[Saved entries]
▬▬▬
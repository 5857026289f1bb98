// src/handlers/dashboard.rs

use axum::{extract::State, Json};

use crate::{config::AppState, models::dashboard::DashboardSummary};

// GET /api/dashboard/summary
pub async fn get_summary(State(app_state): State<AppState>) -> Json<DashboardSummary> {
    Json(app_state.dashboard_service.get_summary().await)
}
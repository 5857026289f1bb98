// src/handlers/sales.rs

use axum::{
    extract::{Path, Query, State},
    http::StatusCode,
    response::IntoResponse,
    Json,
};
use axum_extra::extract::WithRejection;
use rust_decimal::Decimal;
use serde::Deserialize;
use serde_json::json;
use uuid::Uuid;
use validator::Validate;

use crate::{
    common::{error::{ApiError, AppError}, serde_ext::optional_flag},
    config::AppState,
    handlers::{message, parse_id, validate_not_negative, validate_percentage},
    middleware::{
        auth::AuthenticatedUser,
        i18n::Locale,
        rbac::{AdminOnly, RequireRole},
    },
    models::sale::{NewSale, SaleStatus},
    services::sale_service::parse_report_range,
};

// =============================================================================
//  PAYLOADS
// =============================================================================

#[derive(Debug, Deserialize, Validate)]
#[serde(rename_all = "camelCase")]
pub struct RegisterSalePayload {
    pub property_id: Option<Uuid>,
    #[validate(custom(function = "validate_not_negative"))]
    pub final_price: Option<Decimal>,
    #[validate(custom(function = "validate_not_negative"))]
    pub total_commission: Option<Decimal>,
    pub listing_agent_id: Option<Uuid>,
    #[serde(default, deserialize_with = "optional_flag")]
    pub is_shared: Option<bool>,
    pub external_agency: Option<String>,
    #[validate(custom(function = "validate_percentage"))]
    pub shared_pct: Option<Decimal>,
    pub selling_agent_id: Option<Uuid>,
}

impl TryFrom<RegisterSalePayload> for NewSale {
    type Error = AppError;

    fn try_from(payload: RegisterSalePayload) -> Result<Self, Self::Error> {
        Ok(NewSale {
            property_id: payload.property_id.ok_or(AppError::MissingParameter("propertyId"))?,
            final_price: payload.final_price.ok_or(AppError::MissingParameter("finalPrice"))?,
            total_commission: payload
                .total_commission
                .ok_or(AppError::MissingParameter("totalCommission"))?,
            listing_agent_id: payload
                .listing_agent_id
                .ok_or(AppError::MissingParameter("listingAgentId"))?,
            is_shared: payload.is_shared,
            external_agency: payload.external_agency,
            shared_pct: payload.shared_pct,
            selling_agent_id: payload.selling_agent_id,
        })
    }
}

#[derive(Debug, Deserialize)]
pub struct SaleListQuery {
    pub status: Option<String>,
}

#[derive(Debug, Deserialize)]
#[serde(rename_all = "camelCase")]
pub struct ReportQuery {
    pub start_date: Option<String>,
    pub end_date: Option<String>,
}

// =============================================================================
//  HANDLERS
// =============================================================================

// POST /api/sales
pub async fn register_sale(
    State(app_state): State<AppState>,
    locale: Locale,
    WithRejection(Json(payload), _): WithRejection<Json<RegisterSalePayload>, AppError>,
) -> Result<impl IntoResponse, ApiError> {
    let sale = async {
        payload.validate()?;
        let new_sale = NewSale::try_from(payload)?;
        app_state.sale_service.register(new_sale).await
    }
    .await
    .map_err(|e| e.to_api_error(&locale, &app_state.i18n_store))?;

    Ok((StatusCode::CREATED, Json(sale)))
}

// GET /api/sales?status=
pub async fn list_sales(
    State(app_state): State<AppState>,
    locale: Locale,
    Query(query): Query<SaleListQuery>,
) -> Result<impl IntoResponse, ApiError> {
    let sales = async {
        let status = match query.status.as_deref().map(str::trim) {
            None | Some("") => None,
            Some(raw) => Some(raw.parse::<SaleStatus>()?),
        };
        app_state.sale_service.list(status).await
    }
    .await
    .map_err(|e| e.to_api_error(&locale, &app_state.i18n_store))?;

    Ok((StatusCode::OK, Json(sales)))
}

// GET /api/sales/{id}
pub async fn get_sale(
    State(app_state): State<AppState>,
    locale: Locale,
    Path(id): Path<String>,
) -> Result<impl IntoResponse, ApiError> {
    let sale = async {
        let id = parse_id(&id, "id")?;
        app_state.sale_service.get(id).await
    }
    .await
    .map_err(|e| e.to_api_error(&locale, &app_state.i18n_store))?;

    Ok((StatusCode::OK, Json(sale)))
}

// PUT /api/sales/{id}/approve (ADMIN)
pub async fn approve_sale(
    State(app_state): State<AppState>,
    locale: Locale,
    _admin: RequireRole<AdminOnly>,
    AuthenticatedUser(current): AuthenticatedUser,
    Path(id): Path<String>,
) -> Result<impl IntoResponse, ApiError> {
    let sale = async {
        let id = parse_id(&id, "id")?;
        app_state.sale_service.approve(id, current.id).await
    }
    .await
    .map_err(|e| e.to_api_error(&locale, &app_state.i18n_store))?;

    Ok(message(&app_state, &locale, "msg.sale_approved", json!({ "sale": sale })))
}

// GET /api/reports/sales?startDate=&endDate=
pub async fn sales_report(
    State(app_state): State<AppState>,
    locale: Locale,
    Query(query): Query<ReportQuery>,
) -> Result<impl IntoResponse, ApiError> {
    let rows = async {
        // Datas validadas antes de qualquer acesso ao banco
        let (start, end) =
            parse_report_range(query.start_date.as_deref(), query.end_date.as_deref())?;
        app_state.sale_service.report(start, end).await
    }
    .await
    .map_err(|e| e.to_api_error(&locale, &app_state.i18n_store))?;

    Ok((StatusCode::OK, Json(rows)))
}

#[cfg(test)]
mod tests {
    use super::*;

    #[test]
    fn required_fields_are_named_in_the_error() {
        let payload: RegisterSalePayload = serde_json::from_value(json!({
            "propertyId": Uuid::nil(),
            "finalPrice": 120000,
            "totalCommission": 3600
        }))
        .unwrap();

        assert!(matches!(
            NewSale::try_from(payload),
            Err(AppError::MissingParameter("listingAgentId"))
        ));
    }

    #[test]
    fn shared_pct_must_be_a_percentage() {
        let payload: RegisterSalePayload =
            serde_json::from_value(json!({ "sharedPct": 150 })).unwrap();
        let errors = payload.validate().unwrap_err();
        assert!(errors.field_errors().contains_key("shared_pct"));
    }
}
▬▬▬
PROBLEM DESCRIPTION >> Each line above should be reproduced exactly, with nothing omitted.

OUTPUT FOR THIS TASK >>
repository 5857026289f1bb98
// src/handlers/dashboard.rs

use axum::{extract::State, Json};

use crate::{config::AppState, models::dashboard::DashboardSummary};

// GET /api/dashboard/summary
pub async fn get_summary(State(app_state): State<AppState>) -> Json<DashboardSummary> {
    Json(app_state.dashboard_service.get_summary().await)
}
repository 5857026289f1bb98
// src/handlers/sales.rs

use axum::{
    extract::{Path, Query, State},
    http::StatusCode,
    response::IntoResponse,
    Json,
};
use axum_extra::extract::WithRejection;
use rust_decimal::Decimal;
use serde::Deserialize;
use serde_json::json;
use uuid::Uuid;
use validator::Validate;

use crate::{
    common::{error::{ApiError, AppError}, serde_ext::optional_flag},
    config::AppState,
    handlers::{message, parse_id, validate_not_negative, validate_percentage},
    middleware::{
        auth::AuthenticatedUser,
        i18n::Locale,
        rbac::{AdminOnly, RequireRole},
    },
    models::sale::{NewSale, SaleStatus},
    services::sale_service::parse_report_range,
};

// =============================================================================
//  PAYLOADS
// =============================================================================

#[derive(Debug, Deserialize, Validate)]
#[serde(rename_all = "camelCase")]
pub struct RegisterSalePayload {
    pub property_id: Option<Uuid>,
    #[validate(custom(function = "validate_not_negative"))]
    pub final_price: Option<Decimal>,
    #[validate(custom(function = "validate_not_negative"))]
    pub total_commission: Option<Decimal>,
    pub listing_agent_id: Option<Uuid>,
    #[serde(default, deserialize_with = "optional_flag")]
    pub is_shared: Option<bool>,
    pub external_agency: Option<String>,
    #[validate(custom(function = "validate_percentage"))]
    pub shared_pct: Option<Decimal>,
    pub selling_agent_id: Option<Uuid>,
}

impl TryFrom<RegisterSalePayload> for NewSale {
    type Error = AppError;

    fn try_from(payload: RegisterSalePayload) -> Result<Self, Self::Error> {
        Ok(NewSale {
            property_id: payload.property_id.ok_or(AppError::MissingParameter("propertyId"))?,
            final_price: payload.final_price.ok_or(AppError::MissingParameter("finalPrice"))?,
            total_commission: payload
                .total_commission
                .ok_or(AppError::MissingParameter("totalCommission"))?,
            listing_agent_id: payload
                .listing_agent_id
                .ok_or(AppError::MissingParameter("listingAgentId"))?,
            is_shared: payload.is_shared,
            external_agency: payload.external_agency,
            shared_pct: payload.shared_pct,
            selling_agent_id: payload.selling_agent_id,
        })
    }
}

#[derive(Debug, Deserialize)]
pub struct SaleListQuery {
    pub status: Option<String>,
}

#[derive(Debug, Deserialize)]
#[serde(rename_all = "camelCase")]
pub struct ReportQuery {
    pub start_date: Option<String>,
    pub end_date: Option<String>,
}

// =============================================================================
//  HANDLERS
// =============================================================================

// POST /api/sales
pub async fn register_sale(
    State(app_state): State<AppState>,
    locale: Locale,
    WithRejection(Json(payload), _): WithRejection<Json<RegisterSalePayload>, AppError>,
) -> Result<impl IntoResponse, ApiError> {
    let sale = async {
        payload.validate()?;
        let new_sale = NewSale::try_from(payload)?;
        app_state.sale_service.register(new_sale).await
    }
    .await
    .map_err(|e| e.to_api_error(&locale, &app_state.i18n_store))?;

    Ok((StatusCode::CREATED, Json(sale)))
}

// GET /api/sales?status=
pub async fn list_sales(
    State(app_state): State<AppState>,
    locale: Locale,
    Query(query): Query<SaleListQuery>,
) -> Result<impl IntoResponse, ApiError> {
    let sales = async {
        let status = match query.status.as_deref().map(str::trim) {
            None | Some("") => None,
            Some(raw) => Some(raw.parse::<SaleStatus>()?),
        };
        app_state.sale_service.list(status).await
    }
    .await
    .map_err(|e| e.to_api_error(&locale, &app_state.i18n_store))?;

    Ok((StatusCode::OK, Json(sales)))
}

// GET /api/sales/{id}
pub async fn get_sale(
    State(app_state): State<AppState>,
    locale: Locale,
    Path(id): Path<String>,
) -> Result<impl IntoResponse, ApiError> {
    let sale = async {
        let id = parse_id(&id, "id")?;
        app_state.sale_service.get(id).await
    }
    .await
    .map_err(|e| e.to_api_error(&locale, &app_state.i18n_store))?;

    Ok((StatusCode::OK, Json(sale)))
}

// PUT /api/sales/{id}/approve (ADMIN)
pub async fn approve_sale(
    State(app_state): State<AppState>,
    locale: Locale,
    _admin: RequireRole<AdminOnly>,
    AuthenticatedUser(current): AuthenticatedUser,
    Path(id): Path<String>,
) -> Result<impl IntoResponse, ApiError> {
    let sale = async {
        let id = parse_id(&id, "id")?;
        app_state.sale_service.approve(id, current.id).await
    }
    .await
    .map_err(|e| e.to_api_error(&locale, &app_state.i18n_store))?;

    Ok(message(&app_state, &locale, "msg.sale_approved", json!({ "sale": sale })))
}

// GET /api/reports/sales?startDate=&endDate=
pub async fn sales_report(
    State(app_state): State<AppState>,
    locale: Locale,
    Query(query): Query<ReportQuery>,
) -> Result<impl IntoResponse, ApiError> {
    let rows = async {
        // Datas validadas antes de qualquer acesso ao banco
        let (start, end) =
            parse_report_range(query.start_date.as_deref(), query.end_date.as_deref())?;
        app_state.sale_service.report(start, end).await
    }
    .await
    .map_err(|e| e.to_api_error(&locale, &app_state.i18n_store))?;

    Ok((StatusCode::OK, Json(rows)))
}

#[cfg(test)]
mod tests {
    use super::*;

    #[test]
    fn required_fields_are_named_in_the_error() {
        let payload: RegisterSalePayload = serde_json::from_value(json!({
            "propertyId": Uuid::nil(),
            "finalPrice": 120000,
            "totalCommission": 3600
        }))
        .unwrap();

        assert!(matches!(
            NewSale::try_from(payload),
            Err(AppError::MissingParameter("listingAgentId"))
        ));
    }

    #[test]
    fn shared_pct_must_be_a_percentage() {
        let payload: RegisterSalePayload =
            serde_json::from_value(json!({ "sharedPct": 150 })).unwrap();
        let errors = payload.validate().unwrap_err();
        assert!(errors.field_errors().contains_key("shared_pct"));
    }
}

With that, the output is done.